Contemplative prayer is: It is quiet. It is silence. It is the prayer of the heart. It is a constant awareness of the presence of God.
In contemplative prayer, like the sinful woman who knows sin and knows forgiveness, we see for ourselves and grasp for ourselves the power of the resurrection. One might be tempted to say, “I know all that. I know that I am to love my neighbor and to see Christ in all.” But, as Claudel says, the longest journey is that from the mind to the heart. Contemplation enables us to integrate what we know into our very being. Merton calls this prayer a “deep personal integration in an attentive, watchful listening of the heart. It is not one of jubilant or audible witness. It is wordless and total surrender of the heart in silence."
On this weekend when Americans honor our ancestors, perhaps we can recall saying how much a beloved grandmother or grandfather seemed always at peace, even in the midst of great suffering or injustice. I’m sure they had integrated the Christian life by their contemplation, maybe without knowing the definition of the word.
How did Merton’s contemplation spring forth in justice? His contemplation made him attentive to God and to God’s world. Let me quote some of his contemplative insights. In a visit to a doctor in Louisville, he says, “I went through the city, realizing for the first time in my life how good are all the people in the world and how much value they have in the sight of God.” At the corner of 4th and Walnut Streets in Louisville, he walks amid a noontime crowd of hundreds of people. He writes of that experience about how much he loved all those people, how much he would like to go up to each one of them and tell them that they are shining like the sun.

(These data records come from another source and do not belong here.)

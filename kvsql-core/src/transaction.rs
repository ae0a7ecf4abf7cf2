//! Transaction context: SQL-level options, lifecycle and termination state,
//! and the per-transaction commit profile.
//!
//! The begin/abort/destroy pipeline itself lives in [`crate::database`]'s
//! impl blocks; the commit protocol in [`crate::commit`].

use std::sync::atomic::{AtomicBool, AtomicU64, AtomicU8, Ordering};
use std::sync::Arc;
use std::time::Instant;

use kvsql_kv::{DurabilityMarker, KvTransaction};

use crate::handles::{SessionId, TransactionHandle};

/// SQL-level transaction mode.
#[derive(Debug, Clone, Copy, PartialEq, Eq, Default)]
pub enum TransactionType {
    /// Short optimistic transaction.
    #[default]
    Occ,
    /// Long-running transaction with write preservation.
    Ltx,
    ReadOnly,
}

/// Options supplied at transaction begin.
///
/// Write-preserve and read-area entries are *table* names here; they are
/// normalized to index storage names before the KV begin.
#[derive(Debug, Clone, Default)]
pub struct TransactionOptions {
    pub transaction_type: TransactionType,
    pub write_preserve: Vec<String>,
    pub read_areas_inclusive: Vec<String>,
    pub read_areas_exclusive: Vec<String>,
    /// The transaction will change definitions; the system sequences table
    /// joins the write-preserve set.
    pub modifies_definitions: bool,
    pub scan_parallel: Option<u32>,
    pub session_id: Option<SessionId>,
    pub label: Option<String>,
}

/// When the commit callback fires relative to commit progress.
#[derive(Debug, Clone, Copy, PartialEq, Eq, Default)]
#[repr(u8)]
pub enum CommitResponseKind {
    /// Defer to the database default.
    #[default]
    Undefined = 0,
    /// Respond when the engine accepted the request.
    Accepted = 1,
    /// Respond when the commit is visible to others.
    Available = 2,
    /// Respond when the commit is durable on local storage.
    Stored = 3,
    /// Respond when the commit is propagated to replicas.
    Propagated = 4,
}

impl CommitResponseKind {
    fn from_u8(value: u8) -> Self {
        match value {
            1 => CommitResponseKind::Accepted,
            2 => CommitResponseKind::Available,
            3 => CommitResponseKind::Stored,
            4 => CommitResponseKind::Propagated,
            _ => CommitResponseKind::Undefined,
        }
    }

    /// Whether the client unblocks at precommit rather than durability.
    pub fn responds_at_precommit(self) -> bool {
        matches!(
            self,
            CommitResponseKind::Accepted | CommitResponseKind::Available
        )
    }
}

/// Options supplied at commit.
#[derive(Debug, Clone, Copy, Default)]
pub struct CommitOptions {
    pub response_kind: CommitResponseKind,
    /// Destroy the transaction handle automatically at precommit.
    pub auto_dispose: bool,
}

/// Transaction lifecycle states.
#[derive(Debug, Clone, Copy, PartialEq, Eq)]
#[repr(u8)]
pub enum TransactionState {
    Init = 0,
    Active = 1,
    GoingToCommit = 2,
    GoingToAbort = 3,
    CommittedVisible = 4,
    CommittedDurable = 5,
    Aborted = 6,
}

impl TransactionState {
    fn from_u8(value: u8) -> Self {
        match value {
            1 => TransactionState::Active,
            2 => TransactionState::GoingToCommit,
            3 => TransactionState::GoingToAbort,
            4 => TransactionState::CommittedVisible,
            5 => TransactionState::CommittedDurable,
            6 => TransactionState::Aborted,
            _ => TransactionState::Init,
        }
    }
}

const FLAG_GOING_TO_COMMIT: u64 = 1 << 63;
const FLAG_GOING_TO_ABORT: u64 = 1 << 62;
const TASK_COUNT_MASK: u64 = FLAG_GOING_TO_ABORT - 1;

/// Why the termination state refused a transition.
#[derive(Debug, Clone, Copy, PartialEq, Eq)]
pub enum TerminationError {
    /// In-transaction tasks are still executing.
    TasksInFlight,
    /// `going_to_commit` or `going_to_abort` was already set.
    AlreadyTerminating,
}

#[derive(Debug, Clone, Copy, PartialEq, Eq)]
pub struct TerminationSnapshot {
    pub task_use_count: u64,
    pub going_to_commit: bool,
    pub going_to_abort: bool,
}

/// Packed `{going_to_commit, going_to_abort, task_use_count}` guarding
/// commit/abort against in-flight tasks. All transitions are CAS-based.
#[derive(Debug, Default)]
pub struct TerminationState {
    bits: AtomicU64,
}

impl TerminationState {
    fn unpack(bits: u64) -> TerminationSnapshot {
        TerminationSnapshot {
            task_use_count: bits & TASK_COUNT_MASK,
            going_to_commit: bits & FLAG_GOING_TO_COMMIT != 0,
            going_to_abort: bits & FLAG_GOING_TO_ABORT != 0,
        }
    }

    pub fn snapshot(&self) -> TerminationSnapshot {
        Self::unpack(self.bits.load(Ordering::SeqCst))
    }

    /// Task entry gate: fails once either termination flag is set.
    pub fn try_increment_task_use(&self) -> bool {
        let mut current = self.bits.load(Ordering::SeqCst);
        loop {
            if current & (FLAG_GOING_TO_COMMIT | FLAG_GOING_TO_ABORT) != 0 {
                return false;
            }
            match self.bits.compare_exchange(
                current,
                current + 1,
                Ordering::SeqCst,
                Ordering::SeqCst,
            ) {
                Ok(_) => return true,
                Err(observed) => current = observed,
            }
        }
    }

    /// Task exit; returns the state after the decrement.
    pub fn decrement_task_use(&self) -> TerminationSnapshot {
        let previous = self.bits.fetch_sub(1, Ordering::SeqCst);
        debug_assert!(previous & TASK_COUNT_MASK > 0, "task use count underflow");
        Self::unpack(previous - 1)
    }

    /// Commit gate: rejected while tasks run or after either flag is set.
    pub fn try_set_going_to_commit(&self) -> Result<(), TerminationError> {
        let mut current = self.bits.load(Ordering::SeqCst);
        loop {
            if current & (FLAG_GOING_TO_COMMIT | FLAG_GOING_TO_ABORT) != 0 {
                return Err(TerminationError::AlreadyTerminating);
            }
            if current & TASK_COUNT_MASK != 0 {
                return Err(TerminationError::TasksInFlight);
            }
            match self.bits.compare_exchange(
                current,
                current | FLAG_GOING_TO_COMMIT,
                Ordering::SeqCst,
                Ordering::SeqCst,
            ) {
                Ok(_) => return Ok(()),
                Err(observed) => current = observed,
            }
        }
    }

    /// Abort flag: may be set while tasks run (they drain). Returns the
    /// snapshot after the flip, or `AlreadyTerminating` when a flag was
    /// already present.
    pub fn try_set_going_to_abort(&self) -> Result<TerminationSnapshot, TerminationError> {
        let mut current = self.bits.load(Ordering::SeqCst);
        loop {
            if current & (FLAG_GOING_TO_COMMIT | FLAG_GOING_TO_ABORT) != 0 {
                return Err(TerminationError::AlreadyTerminating);
            }
            match self.bits.compare_exchange(
                current,
                current | FLAG_GOING_TO_ABORT,
                Ordering::SeqCst,
                Ordering::SeqCst,
            ) {
                Ok(_) => return Ok(Self::unpack(current | FLAG_GOING_TO_ABORT)),
                Err(observed) => current = observed,
            }
        }
    }
}

/// The four commit-phase capture points plus derived durations. All fields
/// are nanosecond offsets from the context's creation instant; zero means
/// "not captured".
#[derive(Debug)]
pub struct CommitProfile {
    base: Instant,
    requested: AtomicU64,
    precommit_cb: AtomicU64,
    durability_cb: AtomicU64,
    job_completed: AtomicU64,
}

impl CommitProfile {
    fn new() -> Self {
        Self {
            base: Instant::now(),
            requested: AtomicU64::new(0),
            precommit_cb: AtomicU64::new(0),
            durability_cb: AtomicU64::new(0),
            job_completed: AtomicU64::new(0),
        }
    }

    fn now_nanos(&self) -> u64 {
        (self.base.elapsed().as_nanos() as u64).max(1)
    }

    pub fn set_commit_requested(&self) {
        self.requested.store(self.now_nanos(), Ordering::SeqCst);
    }

    pub fn set_precommit_cb_invoked(&self) {
        self.precommit_cb.store(self.now_nanos(), Ordering::SeqCst);
    }

    pub fn set_durability_cb_invoked(&self) {
        self.durability_cb.store(self.now_nanos(), Ordering::SeqCst);
    }

    pub fn set_commit_job_completed(&self) {
        self.job_completed.store(self.now_nanos(), Ordering::SeqCst);
    }

    fn get(slot: &AtomicU64) -> Option<u64> {
        match slot.load(Ordering::SeqCst) {
            0 => None,
            nanos => Some(nanos),
        }
    }

    pub fn commit_requested(&self) -> Option<u64> {
        Self::get(&self.requested)
    }

    pub fn precommit_cb_invoked(&self) -> Option<u64> {
        Self::get(&self.precommit_cb)
    }

    pub fn durability_cb_invoked(&self) -> Option<u64> {
        Self::get(&self.durability_cb)
    }

    pub fn commit_job_completed(&self) -> Option<u64> {
        Self::get(&self.job_completed)
    }
}

/// Server-side transaction object: the KV transaction plus SQL-level state.
pub struct TransactionContext {
    handle: TransactionHandle,
    kv: Arc<dyn KvTransaction>,
    options: TransactionOptions,
    state: AtomicU8,
    termination: TerminationState,
    commit_response: AtomicU8,
    profile: CommitProfile,
    durability_marker: AtomicU64,
    /// Set when a statement running on this transaction failed; the KV side
    /// has been aborted and a later commit reports a serialization failure.
    failed_by_statement: AtomicBool,
}

impl TransactionContext {
    pub fn new(
        handle: TransactionHandle,
        kv: Arc<dyn KvTransaction>,
        options: TransactionOptions,
    ) -> Self {
        Self {
            handle,
            kv,
            options,
            state: AtomicU8::new(TransactionState::Init as u8),
            termination: TerminationState::default(),
            commit_response: AtomicU8::new(CommitResponseKind::Undefined as u8),
            profile: CommitProfile::new(),
            durability_marker: AtomicU64::new(0),
            failed_by_statement: AtomicBool::new(false),
        }
    }

    pub fn handle(&self) -> TransactionHandle {
        self.handle
    }

    pub fn kv(&self) -> &Arc<dyn KvTransaction> {
        &self.kv
    }

    pub fn options(&self) -> &TransactionOptions {
        &self.options
    }

    pub fn label(&self) -> Option<&str> {
        self.options.label.as_deref()
    }

    pub fn state(&self) -> TransactionState {
        TransactionState::from_u8(self.state.load(Ordering::SeqCst))
    }

    pub fn set_state(&self, state: TransactionState) {
        self.state.store(state as u8, Ordering::SeqCst);
    }

    pub fn termination(&self) -> &TerminationState {
        &self.termination
    }

    pub fn profile(&self) -> &CommitProfile {
        &self.profile
    }

    pub fn commit_response(&self) -> CommitResponseKind {
        CommitResponseKind::from_u8(self.commit_response.load(Ordering::SeqCst))
    }

    pub fn set_commit_response(&self, kind: CommitResponseKind) {
        self.commit_response.store(kind as u8, Ordering::SeqCst);
    }

    pub fn durability_marker(&self) -> Option<DurabilityMarker> {
        match self.durability_marker.load(Ordering::SeqCst) {
            0 => None,
            marker => Some(marker),
        }
    }

    pub fn set_durability_marker(&self, marker: DurabilityMarker) {
        self.durability_marker.store(marker, Ordering::SeqCst);
    }

    pub fn failed_by_statement(&self) -> bool {
        self.failed_by_statement.load(Ordering::SeqCst)
    }

    /// Record a statement failure: abort the KV side once and leave the
    /// context in the aborted lifecycle state.
    pub fn mark_failed_by_statement(&self) {
        if self.failed_by_statement.swap(true, Ordering::SeqCst) {
            return;
        }
        if let Err(err) = self.kv.abort() {
            tracing::warn!(
                "KV abort after statement failure reported {err} (transaction {})",
                self.handle.surrogate_id()
            );
        }
        self.set_state(TransactionState::Aborted);
    }
}

#[cfg(test)]
mod tests {
    use super::*;

    #[test]
    fn test_commit_rejected_while_tasks_in_flight() {
        let termination = TerminationState::default();
        assert!(termination.try_increment_task_use());
        assert_eq!(
            termination.try_set_going_to_commit(),
            Err(TerminationError::TasksInFlight)
        );
        let after = termination.decrement_task_use();
        assert_eq!(after.task_use_count, 0);
        termination.try_set_going_to_commit().unwrap();
        // No task may enter once commit is in progress.
        assert!(!termination.try_increment_task_use());
    }

    #[test]
    fn test_abort_lets_tasks_drain() {
        let termination = TerminationState::default();
        assert!(termination.try_increment_task_use());
        let snapshot = termination.try_set_going_to_abort().unwrap();
        assert!(snapshot.going_to_abort);
        assert_eq!(snapshot.task_use_count, 1);
        assert!(!termination.try_increment_task_use());
        let after = termination.decrement_task_use();
        assert_eq!(after.task_use_count, 0);
        assert!(after.going_to_abort);
    }

    #[test]
    fn test_terminating_twice_is_rejected() {
        let termination = TerminationState::default();
        termination.try_set_going_to_abort().unwrap();
        assert_eq!(
            termination.try_set_going_to_commit(),
            Err(TerminationError::AlreadyTerminating)
        );
        assert_eq!(
            termination.try_set_going_to_abort(),
            Err(TerminationError::AlreadyTerminating)
        );
    }

    #[test]
    fn test_profile_capture_order() {
        let profile = CommitProfile::new();
        assert!(profile.commit_requested().is_none());
        profile.set_commit_requested();
        profile.set_precommit_cb_invoked();
        profile.set_commit_job_completed();
        let requested = profile.commit_requested().unwrap();
        let precommit = profile.precommit_cb_invoked().unwrap();
        let completed = profile.commit_job_completed().unwrap();
        assert!(requested <= precommit && precommit <= completed);
        assert!(profile.durability_cb_invoked().is_none());
    }
}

He writes that his contemplation led him to find the image of God implanted in himself; therefore he cannot evade the responsibility of loving everyone else who bears that image. "It is my belief," he writes, "that we should not be too sure of having found Christ in ourselves until we have found him in the part of humanity that is most remote from him" – the sinful woman, I suggest.
Contemplatives, he writes, are so dazzled by the reflection of God in the souls of the people they live with that they no longer have any power to condemn anything they see in another. Even in great sinners they can see virtues and goodness that no one else can find. Jesus saw that in the sinful woman. Despite her sins, how much she loved!
And so Merton wrote. He corresponded. He never hesitated to address political and church leaders demanding justice.
In the late l950s and until 1968 when he died, he was one of the leading white spokespersons for civil rights. In l968, an opportunity to bring Dr. Martin Luther King Jr. to meet Merton at Gethsemani was being planned when Dr. King was assassinated. (As an aside, American Christians suffered deep looses in ’68 – Dr. King, Robert Kennedy. Merton and Reinhold Niebuhr, the great scholar at Union Theological Seminary, our neighbor, both died on the same day in December l968.)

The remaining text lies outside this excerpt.